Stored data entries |
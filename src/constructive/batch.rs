//! Runs several objectives over the same graph in parallel.

use rayon::prelude::*;
use serde::Serialize;

use super::build_route_for;
use crate::config::RoutingConfig;
use crate::error::Result;
use crate::graph::LocationGraph;
use crate::models::Route;
use crate::objective::ObjectiveKind;

/// The outcome of one objective on one graph.
#[derive(Debug, Clone, PartialEq, Serialize)]
pub struct StrategyRun {
    pub kind: ObjectiveKind,
    pub route: Route,
    pub total_value: f64,
}

impl StrategyRun {
    /// `self.total_value - baseline.total_value`.
    pub fn difference_from(&self, baseline: &StrategyRun) -> f64 {
        self.total_value - baseline.total_value
    }
}

/// Builds one route per objective kind, in parallel.
///
/// Each run owns a fresh objective and its own running state; the graph is
/// shared read-only. Results come back in the order of `kinds`. The first
/// failing run aborts the comparison.
///
/// # Examples
///
/// ```
/// use u_dispatch::config::RoutingConfig;
/// use u_dispatch::constructive::compare_strategies;
/// use u_dispatch::graph::LocationGraph;
/// use u_dispatch::models::Stop;
/// use u_dispatch::objective::ObjectiveKind;
///
/// let graph = LocationGraph::complete(vec![
///     Stop::depot(0, 0.0, 0.0),
///     Stop::customer(1, 3.0, 4.0, 10.0, 3.0),
///     Stop::customer(2, 8.0, 1.0, 12.0, 2.0),
/// ])
/// .unwrap();
///
/// let runs = compare_strategies(&graph, 0, &ObjectiveKind::ALL, &RoutingConfig::default()).unwrap();
/// assert_eq!(runs.len(), 5);
/// assert_eq!(runs[0].kind, ObjectiveKind::Company);
/// assert!(runs[1].total_value >= runs[0].total_value);
/// ```
pub fn compare_strategies(
    graph: &LocationGraph,
    depot: usize,
    kinds: &[ObjectiveKind],
    config: &RoutingConfig,
) -> Result<Vec<StrategyRun>> {
    config.validate()?;
    kinds
        .par_iter()
        .map(|&kind| {
            build_route_for(graph, depot, kind, config).map(|(route, total_value)| StrategyRun {
                kind,
                route,
                total_value,
            })
        })
        .collect()
}
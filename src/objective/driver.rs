//! Driver earnings objective.

use super::{Objective, ObjectiveKind, Step};

/// Maximizes driver take-home: `delivery_fee + estimated_tip - travel_cost`.
///
/// The ethical objectives reuse this as their monetary value.
#[derive(Debug, Clone, Copy, Default)]
pub struct DriverObjective;

impl DriverObjective {
    /// Driver earnings for a step.
    pub fn earnings(step: &Step<'_>) -> f64 {
        step.to.delivery_fee() + step.to.estimated_tip() - step.travel_cost
    }
}

impl Objective for DriverObjective {
    fn kind(&self) -> ObjectiveKind {
        ObjectiveKind::Driver
    }

    fn value(&self, step: &Step<'_>) -> f64 {
        Self::earnings(step)
    }
}
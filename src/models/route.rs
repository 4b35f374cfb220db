//! Route type.

use serde::{Deserialize, Serialize};

/// An ordered sequence of stop ids driven by a single vehicle.
///
/// A finished route starts and ends at the depot and visits every customer
/// exactly once; [`crate::evaluation::RouteEvaluator`] checks this.
///
/// # Examples
///
/// ```
/// use u_dispatch::models::Route;
///
/// let mut route = Route::starting_at(0);
/// route.push(2);
/// route.push(1);
/// route.push(0);
/// assert_eq!(route.stop_ids(), &[0, 2, 1, 0]);
/// assert_eq!(route.customer_ids(), vec![2, 1]);
/// assert_eq!(route.num_customers(), 2);
/// ```
#[derive(Debug, Clone, PartialEq, Eq, Serialize, Deserialize)]
pub struct Route {
    depot_id: usize,
    stops: Vec<usize>,
}

impl Route {
    /// Creates a route containing only its starting depot.
    pub fn starting_at(depot_id: usize) -> Self {
        Self {
            depot_id,
            stops: vec![depot_id],
        }
    }

    /// Creates a route from a full id sequence (including depot visits).
    pub fn from_ids(depot_id: usize, stops: Vec<usize>) -> Self {
        Self { depot_id, stops }
    }

    /// Appends a stop.
    pub fn push(&mut self, stop_id: usize) {
        self.stops.push(stop_id);
    }

    /// Depot id this route belongs to.
    pub fn depot_id(&self) -> usize {
        self.depot_id
    }

    /// The full id sequence including depot visits.
    pub fn stop_ids(&self) -> &[usize] {
        &self.stops
    }

    /// Customer ids in visit order.
    pub fn customer_ids(&self) -> Vec<usize> {
        self.stops
            .iter()
            .copied()
            .filter(|&id| id != self.depot_id)
            .collect()
    }

    /// Number of customer visits.
    pub fn num_customers(&self) -> usize {
        self.stops.iter().filter(|&&id| id != self.depot_id).count()
    }

    /// Number of entries including depot visits.
    pub fn len(&self) -> usize {
        self.stops.len()
    }

    pub fn is_empty(&self) -> bool {
        self.stops.is_empty()
    }

    /// Consecutive (from, to) pairs.
    pub fn legs(&self) -> impl Iterator<Item = (usize, usize)> + '_ {
        self.stops.windows(2).map(|w| (w[0], w[1]))
    }

    /// Last stop, if any.
    pub fn last(&self) -> Option<usize> {
        self.stops.last().copied()
    }
}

PROBLEM STATEMENT |
What is needed here is an exact reproduction of all the entries.

RESPONSE BOX |
filename src/constructive/batch.rs
//! Runs several objectives over the same graph in parallel.

use rayon::prelude::*;
use serde::Serialize;

use super::build_route_for;
use crate::config::RoutingConfig;
use crate::error::Result;
use crate::graph::LocationGraph;
use crate::models::Route;
use crate::objective::ObjectiveKind;

/// The outcome of one objective on one graph.
#[derive(Debug, Clone, PartialEq, Serialize)]
pub struct StrategyRun {
    pub kind: ObjectiveKind,
    pub route: Route,
    pub total_value: f64,
}

impl StrategyRun {
    /// `self.total_value - baseline.total_value`.
    pub fn difference_from(&self, baseline: &StrategyRun) -> f64 {
        self.total_value - baseline.total_value
    }
}

/// Builds one route per objective kind, in parallel.
///
/// Each run owns a fresh objective and its own running state; the graph is
/// shared read-only. Results come back in the order of `kinds`. The first
/// failing run aborts the comparison.
///
/// # Examples
///
/// ```
/// use u_dispatch::config::RoutingConfig;
/// use u_dispatch::constructive::compare_strategies;
/// use u_dispatch::graph::LocationGraph;
/// use u_dispatch::models::Stop;
/// use u_dispatch::objective::ObjectiveKind;
///
/// let graph = LocationGraph::complete(vec![
///     Stop::depot(0, 0.0, 0.0),
///     Stop::customer(1, 3.0, 4.0, 10.0, 3.0),
///     Stop::customer(2, 8.0, 1.0, 12.0, 2.0),
/// ])
/// .unwrap();
///
/// let runs = compare_strategies(&graph, 0, &ObjectiveKind::ALL, &RoutingConfig::default()).unwrap();
/// assert_eq!(runs.len(), 5);
/// assert_eq!(runs[0].kind, ObjectiveKind::Company);
/// assert!(runs[1].total_value >= runs[0].total_value);
/// ```
pub fn compare_strategies(
    graph: &LocationGraph,
    depot: usize,
    kinds: &[ObjectiveKind],
    config: &RoutingConfig,
) -> Result<Vec<StrategyRun>> {
    config.validate()?;
    kinds
        .par_iter()
        .map(|&kind| {
            build_route_for(graph, depot, kind, config).map(|(route, total_value)| StrategyRun {
                kind,
                route,
                total_value,
            })
        })
        .collect()
}
filename src/objective/driver.rs
//! Driver earnings objective.

use super::{Objective, ObjectiveKind, Step};

/// Maximizes driver take-home: `delivery_fee + estimated_tip - travel_cost`.
///
/// The ethical objectives reuse this as their monetary value.
#[derive(Debug, Clone, Copy, Default)]
pub struct DriverObjective;

impl DriverObjective {
    /// Driver earnings for a step.
    pub fn earnings(step: &Step<'_>) -> f64 {
        step.to.delivery_fee() + step.to.estimated_tip() - step.travel_cost
    }
}

impl Objective for DriverObjective {
    fn kind(&self) -> ObjectiveKind {
        ObjectiveKind::Driver
    }

    fn value(&self, step: &Step<'_>) -> f64 {
        Self::earnings(step)
    }
}
filename src/models/route.rs
repository 4b35f374cfb220db
//! Route type.

use serde::{Deserialize, Serialize};

/// An ordered sequence of stop ids driven by a single vehicle.
///
/// A finished route starts and ends at the depot and visits every customer
/// exactly once; [`crate::evaluation::RouteEvaluator`] checks this.
///
/// # Examples
///
/// ```
/// use u_dispatch::models::Route;
///
/// let mut route = Route::starting_at(0);
/// route.push(2);
/// route.push(1);
/// route.push(0);
/// assert_eq!(route.stop_ids(), &[0, 2, 1, 0]);
/// assert_eq!(route.customer_ids(), vec![2, 1]);
/// assert_eq!(route.num_customers(), 2);
/// ```
#[derive(Debug, Clone, PartialEq, Eq, Serialize, Deserialize)]
pub struct Route {
    depot_id: usize,
    stops: Vec<usize>,
}

impl Route {
    /// Creates a route containing only its starting depot.
    pub fn starting_at(depot_id: usize) -> Self {
        Self {
            depot_id,
            stops: vec![depot_id],
        }
    }

    /// Creates a route from a full id sequence (including depot visits).
    pub fn from_ids(depot_id: usize, stops: Vec<usize>) -> Self {
        Self { depot_id, stops }
    }

    /// Appends a stop.
    pub fn push(&mut self, stop_id: usize) {
        self.stops.push(stop_id);
    }

    /// Depot id this route belongs to.
    pub fn depot_id(&self) -> usize {
        self.depot_id
    }

    /// The full id sequence including depot visits.
    pub fn stop_ids(&self) -> &[usize] {
        &self.stops
    }

    /// Customer ids in visit order.
    pub fn customer_ids(&self) -> Vec<usize> {
        self.stops
            .iter()
            .copied()
            .filter(|&id| id != self.depot_id)
            .collect()
    }

    /// Number of customer visits.
    pub fn num_customers(&self) -> usize {
        self.stops.iter().filter(|&&id| id != self.depot_id).count()
    }

    /// Number of entries including depot visits.
    pub fn len(&self) -> usize {
        self.stops.len()
    }

    pub fn is_empty(&self) -> bool {
        self.stops.is_empty()
    }

    /// Consecutive (from, to) pairs.
    pub fn legs(&self) -> impl Iterator<Item = (usize, usize)> + '_ {
        self.stops.windows(2).map(|w| (w[0], w[1]))
    }

    /// Last stop, if any.
    pub fn last(&self) -> Option<usize> {
        self.stops.last().copied()
    }
}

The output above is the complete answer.